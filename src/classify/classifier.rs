use crate::error::ClassifierError;
use crate::frame::CameraImage;

use async_trait::async_trait;
use serde::{Deserialize, Serialize};

/// Top observation returned by a classifier
#[derive(Debug, Clone, PartialEq, Serialize, Deserialize)]
pub struct Classification {
    pub label: String,
    /// Confidence in [0, 1]
    pub confidence: f32,
}

impl Classification {
    pub fn new<S: Into<String>>(label: S, confidence: f32) -> Self {
        Self {
            label: label.into(),
            confidence: confidence.clamp(0.0, 1.0),
        }
    }

    /// Text shown in the scene, e.g. `cup (87%)`
    pub fn display_text(&self) -> String {
        format!("{} ({}%)", self.label, (self.confidence * 100.0) as u32)
    }
}

/// Image classification backend.
///
/// Called off the tracking context; implementations may take as long as
/// they need without stalling pose processing.
#[async_trait]
pub trait Classifier: Send + Sync {
    async fn classify(&self, image: CameraImage) -> Result<Classification, ClassifierError>;

    /// Name used in log messages
    fn name(&self) -> &str;
}

/// Classifier that answers every request with the same label
#[derive(Debug, Clone)]
pub struct StaticClassifier {
    classification: Classification,
}

impl StaticClassifier {
    pub fn new<S: Into<String>>(label: S, confidence: f32) -> Self {
        Self {
            classification: Classification::new(label, confidence),
        }
    }
}

#[async_trait]
impl Classifier for StaticClassifier {
    async fn classify(&self, image: CameraImage) -> Result<Classification, ClassifierError> {
        if image.data.is_empty() {
            return Err(ClassifierError::Inference {
                details: "empty image buffer".to_string(),
            });
        }
        Ok(self.classification.clone())
    }

    fn name(&self) -> &str {
        "static"
    }
}

#[cfg(test)]
mod tests {
    use super::*;
    use crate::frame::ImageFormat;

    #[test]
    fn test_display_text_truncates_percent() {
        assert_eq!(Classification::new("cup", 0.876).display_text(), "cup (87%)");
        assert_eq!(Classification::new("chair", 1.0).display_text(), "chair (100%)");
    }

    #[test]
    fn test_confidence_is_clamped() {
        assert_eq!(Classification::new("x", 1.7).confidence, 1.0);
        assert_eq!(Classification::new("x", -0.2).confidence, 0.0);
    }

    #[tokio::test]
    async fn test_static_classifier() {
        let classifier = StaticClassifier::new("keyboard", 0.9);
        let image = CameraImage::new(1, 1, ImageFormat::Gray8, vec![1u8]);

        let result = classifier.classify(image).await.unwrap();
        assert_eq!(result.label, "keyboard");

        let empty = CameraImage::new(0, 0, ImageFormat::Gray8, Vec::new());
        assert!(classifier.classify(empty).await.is_err());
    }
}
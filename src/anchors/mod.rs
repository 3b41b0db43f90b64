mod synchronizer;
mod types;

#[cfg(test)]
mod tests;

pub use synchronizer::{AnchorBinding, AnchorNodeSynchronizer};
pub use types::{Anchor, AnchorId, AnchorKind};
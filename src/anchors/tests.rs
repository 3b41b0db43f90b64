use super::*;
use crate::events::HostEvent;
use crate::scene::{Geometry, Scene};
use nalgebra::{Matrix4, Vector3};

fn object_anchor(id: &str, extent: Vector3<f64>) -> Anchor {
    Anchor::new(
        AnchorId::new(id),
        AnchorKind::RecognizedObject {
            extent,
            reference_object_name: Some("chair".to_string()),
        },
    )
}

fn node_name(event: &HostEvent) -> &str {
    match event {
        HostEvent::NodeAdded { node_name, .. }
        | HostEvent::NodeUpdated { node_name, .. }
        | HostEvent::NodeRemoved { node_name, .. } => node_name,
        other => panic!("Unexpected event: {:?}", other),
    }
}

#[test]
fn test_identity_stable_across_lifecycle() {
    let mut scene = Scene::new();
    let mut sync = AnchorNodeSynchronizer::new();
    let anchor = object_anchor("a-1", Vector3::new(0.1, 0.1, 0.1));

    let added = sync.on_added(&anchor, &mut scene).unwrap();
    let updated1 = sync
        .on_updated(&object_anchor("a-1", Vector3::new(0.2, 0.1, 0.1)), &mut scene)
        .unwrap();
    let updated2 = sync
        .on_updated(&object_anchor("a-1", Vector3::new(0.3, 0.1, 0.1)), &mut scene)
        .unwrap();
    let removed = sync.on_removed(&anchor, &mut scene).unwrap();

    assert_eq!(added.method(), "didAddNodeForAnchor");
    assert_eq!(updated1.method(), "didUpdateNodeForAnchor");
    assert_eq!(removed.method(), "didRemoveNodeForAnchor");

    let name = node_name(&added);
    assert_eq!(node_name(&updated1), name);
    assert_eq!(node_name(&updated2), name);
    assert_eq!(node_name(&removed), name);
}

#[test]
fn test_single_geometry_after_many_updates() {
    let mut scene = Scene::new();
    let mut sync = AnchorNodeSynchronizer::new();
    let id = AnchorId::new("object");

    sync.on_added(&object_anchor("object", Vector3::repeat(0.1)), &mut scene);
    for i in 1..=25 {
        let extent = Vector3::new(0.1 + i as f64 * 0.01, 0.2, 0.3);
        sync.on_updated(&object_anchor("object", extent), &mut scene);
    }

    let binding = sync.binding(&id).unwrap();
    assert_eq!(scene.geometry_count(binding.representation_id), 1);
    assert_eq!(scene.node(binding.representation_id).unwrap().children.len(), 1);

    let wireframe = scene.node(binding.wireframe.unwrap()).unwrap();
    match &wireframe.geometry {
        Some(Geometry::Wireframe(outline)) => {
            assert!((outline.extent - Vector3::new(0.35, 0.2, 0.3)).norm() < 1e-12);
        }
        other => panic!("Unexpected geometry: {:?}", other),
    }
    assert_eq!(binding.kind.extent(), Some(Vector3::new(0.1 + 25.0 * 0.01, 0.2, 0.3)));
}

#[test]
fn test_unchanged_extent_keeps_geometry() {
    let mut scene = Scene::new();
    let mut sync = AnchorNodeSynchronizer::new();
    let anchor = object_anchor("same", Vector3::repeat(0.5));

    sync.on_added(&anchor, &mut scene);
    let wireframe = sync.binding(&anchor.identifier).unwrap().wireframe.unwrap();
    let before = scene.node(wireframe).unwrap().clone();

    let moved = anchor
        .clone()
        .with_transform(Matrix4::new_translation(&Vector3::new(1.0, 0.0, 0.0)));
    assert!(sync.on_updated(&moved, &mut scene).is_some());

    assert_eq!(scene.node(wireframe).unwrap(), &before);
    let representation = sync.binding(&anchor.identifier).unwrap().representation_id;
    assert_eq!(scene.node(representation).unwrap().transform, moved.transform);
}

#[test]
fn test_generic_and_mesh_anchors_get_no_geometry() {
    let mut scene = Scene::new();
    let mut sync = AnchorNodeSynchronizer::new();

    for (id, kind) in [("plain", AnchorKind::Generic), ("mesh", AnchorKind::Mesh)] {
        let anchor = Anchor::new(AnchorId::new(id), kind);
        let event = sync.on_added(&anchor, &mut scene).unwrap();
        assert_eq!(event.method(), "didAddNodeForAnchor");

        let binding = sync.binding(&anchor.identifier).unwrap();
        assert!(binding.wireframe.is_none());
        assert_eq!(scene.geometry_count(binding.representation_id), 0);

        assert!(sync.on_updated(&anchor, &mut scene).is_some());
    }

    assert_eq!(sync.len(), 2);
}

#[test]
fn test_removal_drops_representation_before_event() {
    let mut scene = Scene::new();
    let mut sync = AnchorNodeSynchronizer::new();
    let anchor = object_anchor("gone", Vector3::repeat(0.2));

    sync.on_added(&anchor, &mut scene);
    let binding = sync.binding(&anchor.identifier).unwrap().clone();

    let event = sync.on_removed(&anchor, &mut scene).unwrap();
    assert_eq!(node_name(&event), binding.node_name());
    assert!(!scene.contains(binding.representation_id));
    assert!(!scene.contains(binding.wireframe.unwrap()));
    assert!(sync.is_empty());
    assert!(scene.is_empty());
}

#[test]
fn test_out_of_order_notifications_are_ignored() {
    let mut scene = Scene::new();
    let mut sync = AnchorNodeSynchronizer::new();
    let anchor = object_anchor("late", Vector3::repeat(0.2));

    assert!(sync.on_updated(&anchor, &mut scene).is_none());
    assert!(sync.on_removed(&anchor, &mut scene).is_none());

    let first = sync.on_added(&anchor, &mut scene).unwrap();
    assert!(sync.on_added(&anchor, &mut scene).is_none());
    assert_eq!(sync.len(), 1);
    assert_eq!(scene.len(), 3);

    sync.on_removed(&anchor, &mut scene);
    let readded = sync.on_added(&anchor, &mut scene).unwrap();
    assert_ne!(node_name(&first), node_name(&readded));
}

#[test]
fn test_clear_removes_all_representations() {
    let mut scene = Scene::new();
    let mut sync = AnchorNodeSynchronizer::new();

    for i in 0..4 {
        sync.on_added(&object_anchor(&format!("a{}", i), Vector3::repeat(0.1)), &mut scene);
    }
    assert_eq!(scene.len(), 9);

    sync.clear(&mut scene);
    assert!(sync.is_empty());
    assert!(scene.is_empty());
}

#[test]
fn test_anchor_kind_deserializes_from_tagged_json() {
    let anchor: Anchor = serde_json::from_value(serde_json::json!({
        "identifier": "obj-9",
        "kind": { "type": "recognized_object", "extent": [0.1, 0.2, 0.3] }
    }))
    .unwrap();

    assert_eq!(anchor.kind.extent(), Some(Vector3::new(0.1, 0.2, 0.3)));
    assert_eq!(anchor.transform, Matrix4::identity());
    assert_eq!(anchor.kind.type_name(), "ARObjectAnchor");
}
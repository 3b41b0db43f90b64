mod geometry;
mod graph;

pub use geometry::{Geometry, WireframeBox, WIREFRAME_EDGE_INDICES};
pub use graph::{NodeId, Scene, SceneNode};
● ● ●
**What the task requires**. Nothing but the lines from the one with "let anchor: Anchor" through the last line of the entries should be repeated, and those exactly.

**Your response**.
    let anchor: Anchor = serde_json::from_value(serde_json::json!({
        "identifier": "obj-9",
        "kind": { "type": "recognized_object", "extent": [0.1, 0.2, 0.3] }
    }))
    .unwrap();

    assert_eq!(anchor.kind.extent(), Some(Vector3::new(0.1, 0.2, 0.3)));
    assert_eq!(anchor.transform, Matrix4::identity());
    assert_eq!(anchor.kind.type_name(), "ARObjectAnchor");
}
repository 3b41b0db43f90b64
mod geometry;
mod graph;

pub use geometry::{Geometry, WireframeBox, WIREFRAME_EDGE_INDICES};
pub use graph::{NodeId, Scene, SceneNode};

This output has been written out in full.